Ecosyste.ms: Awesome

An open API service indexing awesome lists of open source software.

Awesome Lists | Featured Topics | Projects

https://github.com/dbeley/gsmarena-scraper

Scraper for gsmarena.com (deprecated)
https://github.com/dbeley/gsmarena-scraper

docker gsmarena tor

Last synced: 2 months ago
JSON representation

Scraper for gsmarena.com (deprecated)

Awesome Lists containing this project

README

        

# gsmarena_scraper

**DEPRECATED: even with tor, the rate limiting of gsmarena is too sensitive for the script to complete properly. Use it at your own risk.**

This script extract the mobile specs from all the phones available in gsmarena.com to a csv file (+ one for each brand).
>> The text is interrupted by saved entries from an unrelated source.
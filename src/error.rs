//! Error handling for neuralfx
//!
//! Load failures are kept apart from the general error type: a `LoadError`
//! never crosses into the per-block path, it only decides whether the
//! processor comes up with a model or in the unloaded state.

use std::path::PathBuf;

use thiserror::Error;

/// Result type alias for neuralfx operations
pub type Result<T> = std::result::Result<T, NeuralFxError>;

/// Reasons a model document can fail to load
#[derive(Error, Debug)]
pub enum LoadError {
    #[error("Unable to read model file {path}: {source}")]
    Io {
        path: PathBuf,
        #[source]
        source: std::io::Error,
    },

    #[error("Malformed model document {path}: {source}")]
    Parse {
        path: PathBuf,
        #[source]
        source: serde_json::Error,
    },

    #[error("Missing required field: {field}")]
    MissingField { field: String },

    #[error("Invalid value for {field}: {reason}")]
    InvalidField { field: String, reason: String },

    #[error("Model document has no layers")]
    EmptyLayers,

    #[error("Values for in_skip other than 0 or 1 are not supported (got {value})")]
    UnsupportedSkip { value: i64 },

    #[error("Unsupported input arity {arity} (expected 1, 2 or 3)")]
    UnsupportedArity { arity: usize },

    #[error("Unsupported layer type '{layer_type}' at layer {index}")]
    UnsupportedLayer { index: usize, layer_type: String },

    #[error("Shape mismatch at layer {index}: expected {expected} inputs, found {found}")]
    ShapeMismatch {
        index: usize,
        expected: usize,
        found: usize,
    },

    #[error("Invalid weights for layer {index}: {reason}")]
    InvalidWeights { index: usize, reason: String },

    #[error("Sample rate {sample_rate} is not a finite positive number")]
    InvalidSampleRate { sample_rate: f64 },
}

impl LoadError {
    /// Get the error code for this load failure
    pub fn error_code(&self) -> &'static str {
        match self {
            LoadError::Io { .. } => "MODEL_IO",
            LoadError::Parse { .. } => "MODEL_PARSE",
            LoadError::MissingField { .. } => "MISSING_FIELD",
            LoadError::InvalidField { .. } => "INVALID_FIELD",
            LoadError::EmptyLayers => "EMPTY_LAYERS",
            LoadError::UnsupportedSkip { .. } => "UNSUPPORTED_SKIP",
            LoadError::UnsupportedArity { .. } => "UNSUPPORTED_ARITY",
            LoadError::UnsupportedLayer { .. } => "UNSUPPORTED_LAYER",
            LoadError::ShapeMismatch { .. } => "SHAPE_MISMATCH",
            LoadError::InvalidWeights { .. } => "INVALID_WEIGHTS",
            LoadError::InvalidSampleRate { .. } => "INVALID_SAMPLE_RATE",
        }
    }

    /// Get recovery suggestions for this load failure
    pub fn recovery_suggestions(&self) -> Vec<&'static str> {
        match self {
            LoadError::UnsupportedSkip { .. } => vec![
                "Re-export the model with in_skip set to 0 or 1",
                "Remove in_skip to disable the input skip connection",
            ],
            LoadError::UnsupportedArity { .. } => vec![
                "Only models with 1, 2 or 3 inputs per sample are supported",
                "Check the last element of in_shape",
            ],
            LoadError::InvalidSampleRate { .. } => {
                vec!["Pass the host sample rate in Hz, e.g. 44100 or 48000"]
            }
            _ => vec![
                "Check that the model file exists in the bundle directory",
                "Validate the document with 'neuralfx-cli inspect <file>'",
            ],
        }
    }

    pub(crate) fn missing(field: impl Into<String>) -> Self {
        LoadError::MissingField {
            field: field.into(),
        }
    }

    pub(crate) fn invalid(field: impl Into<String>, reason: impl Into<String>) -> Self {
        LoadError::InvalidField {
            field: field.into(),
            reason: reason.into(),
        }
    }
}

/// Main error type for neuralfx operations
#[derive(Error, Debug)]
pub enum NeuralFxError {
    #[error("Model load failed: {0}")]
    Load(#[from] LoadError),

    #[error("File not found: {path}")]
    FileNotFound { path: String },

    #[error("Invalid audio file: {reason}")]
    InvalidAudio {
        reason: String,
        #[source]
        source: Option<Box<dyn std::error::Error + Send + Sync>>,
    },

    #[error("Unsupported audio format: {format}")]
    UnsupportedFormat { format: String },

    #[error("Invalid configuration: {reason}")]
    InvalidConfig { reason: String },

    #[error("I/O error: {0}")]
    Io(#[from] std::io::Error),

    #[error("Serialization error: {0}")]
    Serialization(#[from] serde_json::Error),
}

impl NeuralFxError {
    /// Get the error code for this error type
    pub fn error_code(&self) -> &'static str {
        match self {
            NeuralFxError::Load(inner) => inner.error_code(),
            NeuralFxError::FileNotFound { .. } => "FILE_NOT_FOUND",
            NeuralFxError::InvalidAudio { .. } => "INVALID_AUDIO",
            NeuralFxError::UnsupportedFormat { .. } => "UNSUPPORTED_FORMAT",
            NeuralFxError::InvalidConfig { .. } => "INVALID_CONFIG",
            NeuralFxError::Io(_) => "IO_ERROR",
            NeuralFxError::Serialization(_) => "SERIALIZATION_ERROR",
        }
    }

    /// Check if this error is recoverable
    pub fn is_recoverable(&self) -> bool {
        matches!(
            self,
            NeuralFxError::Load(_)
                | NeuralFxError::FileNotFound { .. }
                | NeuralFxError::InvalidAudio { .. }
                | NeuralFxError::UnsupportedFormat { .. }
        )
    }

    /// Get recovery suggestions for this error
    pub fn recovery_suggestions(&self) -> Vec<&'static str> {
        match self {
            NeuralFxError::Load(inner) => inner.recovery_suggestions(),
            NeuralFxError::FileNotFound { .. } => vec![
                "Check the file path is correct",
                "Verify the file hasn't been moved or deleted",
            ],
            NeuralFxError::UnsupportedFormat { .. } => vec![
                "Convert the file to a mono WAV first",
                "Resample to the rate the model was trained at",
            ],
            _ => vec![],
        }
    }
}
To avoid spam detection, run with TOR (see below).

## Requirements

- python + pip
- docker + docker-compose

## Installation

Clone the repository:
```
git clone https://github.com/dbeley/gsmarena-scraper
cd gsmarena-scraper
```

Install the python dependencies:
```
pip install requests beautifulsoup4 lxml pandas pysocks stem
```

If you prefer, you can also install the requirements in a virtual environment with pipenv (in order to run the python script, you will need to use `pipenv run python gsmarena-scraper.py` instead of `python gsmarena-scraper.py`):
```
pipenv install
```

## Usage

Run the docker container containing the tor proxy (you can tweak the torrc configuration file if you want, but the defaults should be good):
```
docker-compose up -d
```

Run the script:
```
python gsmarena-scraper.py
```

After completion, you can stop the docker container with `docker-compose down`.

## Help

```
python gsmarena_scraper.py -h
```

```
usage: gsmarena-scraper.py [-h] [--debug]

Scraper gsmarena.

optional arguments:
-h, --help show this help message and exit
--debug Display debugging information
```

## Files exported

The exported files will be placed in a folder named Exports. The `all-brands_exports.csv` will contain the data of all brands.